-- Available records follows --

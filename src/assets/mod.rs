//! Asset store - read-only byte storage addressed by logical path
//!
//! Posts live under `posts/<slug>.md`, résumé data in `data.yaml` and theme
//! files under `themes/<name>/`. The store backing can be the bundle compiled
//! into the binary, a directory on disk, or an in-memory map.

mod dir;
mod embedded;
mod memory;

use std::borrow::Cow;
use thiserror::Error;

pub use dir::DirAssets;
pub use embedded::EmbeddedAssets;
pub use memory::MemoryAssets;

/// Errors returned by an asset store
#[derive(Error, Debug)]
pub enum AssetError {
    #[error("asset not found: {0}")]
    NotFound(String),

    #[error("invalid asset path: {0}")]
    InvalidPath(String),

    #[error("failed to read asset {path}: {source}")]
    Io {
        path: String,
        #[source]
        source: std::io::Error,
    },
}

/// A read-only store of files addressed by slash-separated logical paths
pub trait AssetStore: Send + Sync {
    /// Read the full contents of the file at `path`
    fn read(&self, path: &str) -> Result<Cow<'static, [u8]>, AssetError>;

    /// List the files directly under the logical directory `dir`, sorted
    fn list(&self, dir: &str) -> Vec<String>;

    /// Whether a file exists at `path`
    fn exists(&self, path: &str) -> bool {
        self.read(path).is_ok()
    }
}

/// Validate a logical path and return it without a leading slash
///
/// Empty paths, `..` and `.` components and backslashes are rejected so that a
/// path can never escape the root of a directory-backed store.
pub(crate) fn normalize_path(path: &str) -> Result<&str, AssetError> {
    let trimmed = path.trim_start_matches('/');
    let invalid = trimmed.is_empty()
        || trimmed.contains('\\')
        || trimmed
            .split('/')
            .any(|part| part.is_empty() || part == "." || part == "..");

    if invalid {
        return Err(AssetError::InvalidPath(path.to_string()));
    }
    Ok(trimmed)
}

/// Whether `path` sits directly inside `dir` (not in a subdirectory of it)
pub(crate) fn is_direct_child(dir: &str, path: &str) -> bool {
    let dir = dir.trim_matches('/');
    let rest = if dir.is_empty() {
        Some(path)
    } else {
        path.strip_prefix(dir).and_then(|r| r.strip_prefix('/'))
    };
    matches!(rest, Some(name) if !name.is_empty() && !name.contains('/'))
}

-- Available records concluded --
-- Available records follows --

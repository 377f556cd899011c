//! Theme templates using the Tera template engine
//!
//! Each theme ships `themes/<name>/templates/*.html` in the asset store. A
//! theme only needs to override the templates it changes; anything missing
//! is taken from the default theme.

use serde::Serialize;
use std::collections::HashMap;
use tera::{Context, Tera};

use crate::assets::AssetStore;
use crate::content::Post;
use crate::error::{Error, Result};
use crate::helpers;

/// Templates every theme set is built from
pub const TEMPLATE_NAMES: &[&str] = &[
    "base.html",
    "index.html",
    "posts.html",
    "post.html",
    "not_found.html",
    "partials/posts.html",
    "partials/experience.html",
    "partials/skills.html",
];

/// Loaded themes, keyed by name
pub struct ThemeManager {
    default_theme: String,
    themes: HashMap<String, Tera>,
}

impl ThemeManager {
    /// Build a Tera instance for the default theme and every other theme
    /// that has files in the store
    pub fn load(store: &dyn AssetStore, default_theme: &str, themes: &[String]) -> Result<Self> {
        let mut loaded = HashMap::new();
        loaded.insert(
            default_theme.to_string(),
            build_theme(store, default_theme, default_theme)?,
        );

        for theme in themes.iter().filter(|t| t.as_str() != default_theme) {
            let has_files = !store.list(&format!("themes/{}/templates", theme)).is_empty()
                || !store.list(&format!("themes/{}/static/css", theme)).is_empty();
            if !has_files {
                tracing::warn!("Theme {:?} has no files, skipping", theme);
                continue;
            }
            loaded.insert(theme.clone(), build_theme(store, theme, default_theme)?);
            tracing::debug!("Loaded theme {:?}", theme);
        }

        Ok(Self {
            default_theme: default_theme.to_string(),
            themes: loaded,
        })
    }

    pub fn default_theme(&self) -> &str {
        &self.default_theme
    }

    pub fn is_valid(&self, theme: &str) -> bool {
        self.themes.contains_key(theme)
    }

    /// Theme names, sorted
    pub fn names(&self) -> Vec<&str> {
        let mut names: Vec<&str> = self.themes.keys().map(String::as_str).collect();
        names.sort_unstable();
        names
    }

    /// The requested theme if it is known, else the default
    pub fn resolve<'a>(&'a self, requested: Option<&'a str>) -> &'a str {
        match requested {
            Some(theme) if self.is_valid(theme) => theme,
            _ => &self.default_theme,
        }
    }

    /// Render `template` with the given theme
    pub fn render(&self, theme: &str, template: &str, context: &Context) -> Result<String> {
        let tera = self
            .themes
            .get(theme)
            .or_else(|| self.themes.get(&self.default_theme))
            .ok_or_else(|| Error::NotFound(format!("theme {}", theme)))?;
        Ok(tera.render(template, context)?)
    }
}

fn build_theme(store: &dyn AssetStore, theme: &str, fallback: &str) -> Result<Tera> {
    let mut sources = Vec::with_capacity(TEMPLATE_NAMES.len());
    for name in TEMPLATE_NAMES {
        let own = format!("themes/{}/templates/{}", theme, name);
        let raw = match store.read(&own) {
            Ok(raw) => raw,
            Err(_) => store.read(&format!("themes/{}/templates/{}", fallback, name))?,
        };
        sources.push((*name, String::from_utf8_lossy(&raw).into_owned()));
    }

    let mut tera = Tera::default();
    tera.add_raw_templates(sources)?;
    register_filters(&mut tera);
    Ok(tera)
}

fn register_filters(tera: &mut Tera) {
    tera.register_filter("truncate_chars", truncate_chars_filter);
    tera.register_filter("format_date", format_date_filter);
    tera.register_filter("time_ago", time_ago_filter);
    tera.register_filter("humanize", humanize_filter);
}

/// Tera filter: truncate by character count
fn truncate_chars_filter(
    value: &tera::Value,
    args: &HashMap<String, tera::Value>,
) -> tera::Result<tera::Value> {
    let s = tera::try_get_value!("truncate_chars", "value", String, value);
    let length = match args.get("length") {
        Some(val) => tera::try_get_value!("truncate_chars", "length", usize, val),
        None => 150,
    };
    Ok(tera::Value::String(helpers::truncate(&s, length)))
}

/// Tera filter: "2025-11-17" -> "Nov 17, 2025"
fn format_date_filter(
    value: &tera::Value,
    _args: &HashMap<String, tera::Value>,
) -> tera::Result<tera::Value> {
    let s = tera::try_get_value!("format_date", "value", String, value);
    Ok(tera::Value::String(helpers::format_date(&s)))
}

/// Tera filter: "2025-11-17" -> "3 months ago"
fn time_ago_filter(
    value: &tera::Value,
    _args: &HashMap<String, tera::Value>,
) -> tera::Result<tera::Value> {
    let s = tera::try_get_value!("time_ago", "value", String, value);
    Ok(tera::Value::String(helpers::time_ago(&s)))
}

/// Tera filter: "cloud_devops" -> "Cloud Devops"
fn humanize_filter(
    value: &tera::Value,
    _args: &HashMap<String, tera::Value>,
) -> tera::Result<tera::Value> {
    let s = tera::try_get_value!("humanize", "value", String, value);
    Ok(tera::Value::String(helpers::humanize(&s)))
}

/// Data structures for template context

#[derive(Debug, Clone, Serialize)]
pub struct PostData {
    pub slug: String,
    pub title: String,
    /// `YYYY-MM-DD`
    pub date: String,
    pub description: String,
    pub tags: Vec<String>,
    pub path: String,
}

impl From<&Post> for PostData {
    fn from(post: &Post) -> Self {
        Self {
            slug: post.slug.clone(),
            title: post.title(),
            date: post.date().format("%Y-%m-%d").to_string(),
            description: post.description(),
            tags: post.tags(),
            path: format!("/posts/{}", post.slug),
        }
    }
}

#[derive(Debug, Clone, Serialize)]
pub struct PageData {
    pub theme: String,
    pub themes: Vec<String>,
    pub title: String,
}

-- Available records concluded --

> [About this task]: When the word "length" appears in a line of the listing, pull that line out.

> [Answer to the exercise]:
    let length = match args.get("length") {
        Some(val) => tera::try_get_value!("truncate_chars", "length", usize, val),
    Ok(tera::Value::String(helpers::truncate(&s, length)))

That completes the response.